A no-cost mortgage doesn't include any of this second type. The borrower avoids the immediate settlement costs (which typically get paid as a lump sum at closing). In exchange for waiving these fees, the lender usually charges a higher interest rate. Typically, in these cases, the borrower ends up paying more over time. (The higher interest rate leads to increased overall expenses.) However, these get folded into the monthly charges, and might seem largely negligible in relation to the overall mortgage bill. Meanwhile, the borrower doesn't have to write a big one-time check for the settlement costs.
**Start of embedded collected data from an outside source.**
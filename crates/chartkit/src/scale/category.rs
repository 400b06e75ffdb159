use crate::config::{ScaleOptions, TickBound};
use crate::rect::Rect;
use crate::scale::ScaleContext;
use crate::scale::ticks::Tick;
use crate::types::DataValue;

/// Scale over a list of labels, one slot per label.
///
/// Values are absolute label indices. `ticks.min` / `ticks.max` name the
/// first and last visible label.
#[derive(Debug, Clone)]
pub struct CategoryScale {
    options: ScaleOptions,
    rect: Rect,
    labels: Vec<String>,
    min_index: usize,
    max_index: usize,
    ticks: Vec<Tick>,
}

fn find_label(labels: &[String], bound: &TickBound) -> Option<usize> {
    match bound {
        TickBound::Label(name) => labels.iter().position(|l| l == name),
        TickBound::Value(value) => labels
            .iter()
            .position(|l| l.trim().parse::<f64>().is_ok_and(|v| v == *value)),
    }
}

impl CategoryScale {
    pub fn new(options: ScaleOptions) -> Self {
        Self {
            options,
            rect: Rect::default(),
            labels: Vec::new(),
            min_index: 0,
            max_index: 0,
            ticks: Vec::new(),
        }
    }

    pub fn options(&self) -> &ScaleOptions {
        &self.options
    }

    pub fn labels(&self) -> &[String] {
        &self.labels
    }

    pub fn determine_data_limits(&mut self, ctx: &ScaleContext<'_>) {
        self.labels = ctx.labels_for(self.options.is_horizontal()).to_vec();
        self.min_index = 0;
        self.max_index = self.labels.len().saturating_sub(1);

        let ticks = &self.options.ticks;
        if let Some(index) = ticks.min.as_ref().and_then(|b| find_label(&self.labels, b)) {
            self.min_index = index;
        }
        if let Some(index) = ticks.max.as_ref().and_then(|b| find_label(&self.labels, b)) {
            self.max_index = index;
        }
        if self.min_index > self.max_index {
            std::mem::swap(&mut self.min_index, &mut self.max_index);
        }
    }

    pub fn set_geometry(&mut self, rect: Rect) {
        self.rect = rect;
    }

    pub fn geometry(&self) -> Rect {
        self.rect
    }

    pub fn build_ticks(&mut self) {
        self.ticks = self
            .labels
            .iter()
            .enumerate()
            .skip(self.min_index)
            .take(self.max_index + 1 - self.min_index)
            .map(|(index, label)| Tick::new(index as f64, label.as_str()))
            .collect();
    }

    pub fn ticks(&self) -> &[Tick] {
        &self.ticks
    }

    pub fn min(&self) -> f64 {
        self.min_index as f64
    }

    pub fn max(&self) -> f64 {
        self.max_index as f64
    }

    fn slot_count(&self) -> f64 {
        let visible = self.max_index + 1 - self.min_index;
        let slots = if self.options.offset_grid_lines {
            visible
        } else {
            visible - 1
        };
        slots.max(1) as f64
    }

    fn slot_size(&self) -> f64 {
        let length = if self.options.is_horizontal() {
            self.rect.width
        } else {
            self.rect.height
        };
        length / self.slot_count()
    }

    fn origin(&self) -> f64 {
        if self.options.is_horizontal() {
            self.rect.left()
        } else {
            self.rect.top()
        }
    }

    /// Values sit in the middle of their slot with offset grid lines, and
    /// always when only one label is visible.
    fn half_slot(&self) -> f64 {
        if self.options.offset_grid_lines || self.min_index == self.max_index {
            self.slot_size() / 2.0
        } else {
            0.0
        }
    }

    pub fn pixel_for_value(&self, index: f64) -> f64 {
        self.origin() + self.slot_size() * (index - self.min_index as f64) + self.half_slot()
    }

    /// Nearest visible label index.
    pub fn value_for_pixel(&self, pixel: f64) -> f64 {
        let slot = self.slot_size();
        let offset = pixel - self.origin() - self.half_slot();
        let steps = if slot > 0.0 { (offset / slot).round() } else { 0.0 };
        (self.min_index as f64 + steps).clamp(self.min_index as f64, self.max_index as f64)
    }

    /// Grid line position of the tick at `index`.
    pub fn pixel_for_tick(&self, index: usize) -> Option<f64> {
        (index < self.ticks.len()).then(|| self.origin() + self.slot_size() * index as f64)
    }

    /// Label samples are placed on their label, everything else on its index.
    pub fn pixel_for_data(&self, value: &DataValue, index: usize) -> f64 {
        let position = value
            .as_label()
            .and_then(|label| self.labels.iter().position(|l| l == label))
            .unwrap_or(index);
        self.pixel_for_value(position as f64)
    }

    pub fn base_pixel(&self) -> f64 {
        if self.options.is_horizontal() {
            self.rect.left()
        } else {
            self.rect.bottom()
        }
    }
}

#[cfg(test)]
mod tests {
    use super::*;
    use crate::types::{AxisId, AxisPosition, ScaleKind};

    fn labels(names: &[&str]) -> Vec<String> {
        names.iter().map(|s| s.to_string()).collect()
    }

    fn scale(options: ScaleOptions, names: &[&str]) -> CategoryScale {
        let labels = labels(names);
        let ctx = ScaleContext {
            labels: &labels,
            x_labels: None,
            y_labels: None,
            datasets: &[],
        };
        let mut scale = CategoryScale::new(options);
        scale.determine_data_limits(&ctx);
        scale.set_geometry(Rect::new(0.0, 0.0, 300.0, 100.0));
        scale.build_ticks();
        scale
    }

    fn bottom() -> ScaleOptions {
        let mut options = ScaleOptions::new(ScaleKind::Category, AxisId::X_PRIMARY);
        options.position = AxisPosition::Bottom;
        options
    }

    #[test]
    fn test_grid_aligned_slots() {
        let scale = scale(bottom(), &["a", "b", "c", "d"]);
        assert_eq!(scale.ticks().len(), 4);
        assert_eq!(scale.pixel_for_value(0.0), 0.0);
        assert_eq!(scale.pixel_for_value(3.0), 300.0);
        assert_eq!(scale.value_for_pixel(110.0), 1.0);
        assert_eq!(scale.value_for_pixel(-40.0), 0.0);
        assert_eq!(scale.pixel_for_tick(2), Some(200.0));
    }

    #[test]
    fn test_offset_grid_lines() {
        let mut options = bottom();
        options.offset_grid_lines = true;
        let scale = scale(options, &["a", "b", "c"]);
        assert_eq!(scale.pixel_for_value(0.0), 50.0);
        assert_eq!(scale.pixel_for_value(2.0), 250.0);
        assert_eq!(scale.pixel_for_tick(1), Some(100.0));
        assert_eq!(scale.value_for_pixel(250.0), 2.0);
    }

    #[test]
    fn test_restricted_range() {
        let mut options = bottom();
        options.ticks.min = Some(TickBound::from("b"));
        options.ticks.max = Some(TickBound::from("c"));
        let scale = scale(options, &["a", "b", "c", "d"]);
        assert_eq!((scale.min(), scale.max()), (1.0, 2.0));
        let names: Vec<&str> = scale.ticks().iter().map(|t| t.label.as_str()).collect();
        assert_eq!(names, ["b", "c"]);
        assert_eq!(scale.ticks()[0].value, 1.0);
        assert_eq!(scale.pixel_for_value(1.0), 0.0);
    }

    #[test]
    fn test_unknown_bound_is_ignored_and_labels_map() {
        let mut options = bottom();
        options.ticks.min = Some(TickBound::from("zzz"));
        let scale = scale(options, &["a", "b", "c"]);
        assert_eq!(scale.min(), 0.0);
        assert_eq!(scale.pixel_for_data(&DataValue::from("c"), 0), 300.0);
        assert_eq!(scale.pixel_for_data(&DataValue::from(7.0), 1), 150.0);
    }

    #[test]
    fn test_single_and_empty_labels() {
        let single = scale(bottom(), &["only"]);
        assert_eq!(single.pixel_for_value(0.0), 150.0);

        let empty = scale(bottom(), &[]);
        assert!(empty.ticks().is_empty());
        assert!(empty.pixel_for_value(0.0).is_finite());
        assert_eq!(empty.pixel_for_tick(0), None);
    }
}
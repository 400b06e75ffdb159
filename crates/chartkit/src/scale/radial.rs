use std::f64::consts::{FRAC_PI_2, TAU};

use chartkit_core::math::DVec2;

use crate::config::ScaleOptions;
use crate::rect::Rect;
use crate::scale::ticks::Tick;
use crate::scale::{LinearBase, ScaleContext, numeric_limits, safe_ratio};

/// Linear scale measuring distance from the center of a radar chart.
///
/// "Pixels" of this scale are distances from [`RadialLinearScale::center`];
/// use [`RadialLinearScale::point_position`] to turn a spoke index and a
/// distance into canvas coordinates.
#[derive(Debug, Clone)]
pub struct RadialLinearScale {
    options: ScaleOptions,
    rect: Rect,
    base: LinearBase,
    ticks: Vec<Tick>,
    spoke_count: usize,
}

impl RadialLinearScale {
    pub fn new(options: ScaleOptions) -> Self {
        Self {
            options,
            rect: Rect::default(),
            base: LinearBase::default(),
            ticks: Vec::new(),
            spoke_count: 0,
        }
    }

    pub fn options(&self) -> &ScaleOptions {
        &self.options
    }

    pub fn determine_data_limits(&mut self, ctx: &ScaleContext<'_>) {
        self.spoke_count = ctx.labels.len();
        let limits = numeric_limits(ctx, &self.options, false, |_| true);
        self.base = LinearBase::from_limits(limits);
        self.base.handle_tick_range_options(&self.options.ticks);
    }

    pub fn set_geometry(&mut self, rect: Rect) {
        self.rect = rect;
    }

    pub fn geometry(&self) -> Rect {
        self.rect
    }

    /// Radius available to the outermost tick.
    pub fn drawing_area(&self) -> f64 {
        self.rect.width.min(self.rect.height).max(0.0) / 2.0
    }

    pub fn center(&self) -> DVec2 {
        self.rect.center()
    }

    /// Number of spokes, one per label.
    pub fn spoke_count(&self) -> usize {
        self.spoke_count
    }

    fn tick_limit(&self) -> usize {
        let ticks = &self.options.ticks;
        let wanted = (self.drawing_area() / (1.5 * ticks.font_size.max(1.0))).ceil();
        let limit = ticks.max_ticks_limit.max(1) as f64;
        let count = if wanted.is_finite() { wanted.min(limit) } else { limit };
        count.max(2.0) as usize
    }

    pub fn build_ticks(&mut self) {
        let max_ticks = self.tick_limit();
        self.ticks = self.base.build_ticks(&self.options.ticks, max_ticks, false);
    }

    pub fn ticks(&self) -> &[Tick] {
        &self.ticks
    }

    pub fn min(&self) -> f64 {
        self.base.min
    }

    pub fn max(&self) -> f64 {
        self.base.max
    }

    /// Distance from the center for `value`.
    pub fn pixel_for_value(&self, value: f64) -> f64 {
        self.base.fraction(value) * self.drawing_area()
    }

    /// Value at `distance` from the center.
    pub fn value_for_pixel(&self, distance: f64) -> f64 {
        self.base.value_at(safe_ratio(distance, self.drawing_area()))
    }

    pub fn pixel_for_tick(&self, index: usize) -> Option<f64> {
        self.ticks.get(index).map(|tick| self.pixel_for_value(tick.value))
    }

    /// Distance of the value points grow from.
    pub fn base_pixel(&self) -> f64 {
        self.pixel_for_value(self.base.base_value())
    }

    /// Canvas position `distance` away from the center along spoke `index`.
    /// Spoke 0 points up, the others follow clockwise.
    pub fn point_position(&self, index: usize, distance: f64) -> DVec2 {
        let spokes = self.spoke_count.max(1) as f64;
        let angle = index as f64 * TAU / spokes - FRAC_PI_2;
        self.center() + DVec2::new(angle.cos(), angle.sin()) * distance
    }

    /// Canvas position of `value` on spoke `index`.
    pub fn point_for_value(&self, index: usize, value: f64) -> DVec2 {
        self.point_position(index, self.pixel_for_value(value))
    }
}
So...a borrower might save $2,500 in one-time costs due at closing. However, the bump in interest might lead to a higher monthly mortgage bill of $10 a month. Over the course of a 30-year mortgage (encompassing 360 months), that means the borrower is paying a total of $3,600 additional on the interest expense ($10 times 36). So they pay more in the long run than the $2,500 they would have had to pay at closing. But, for many people, it's a lot easier to find $10 extra dollars per month than having to scrape together $2,500...now.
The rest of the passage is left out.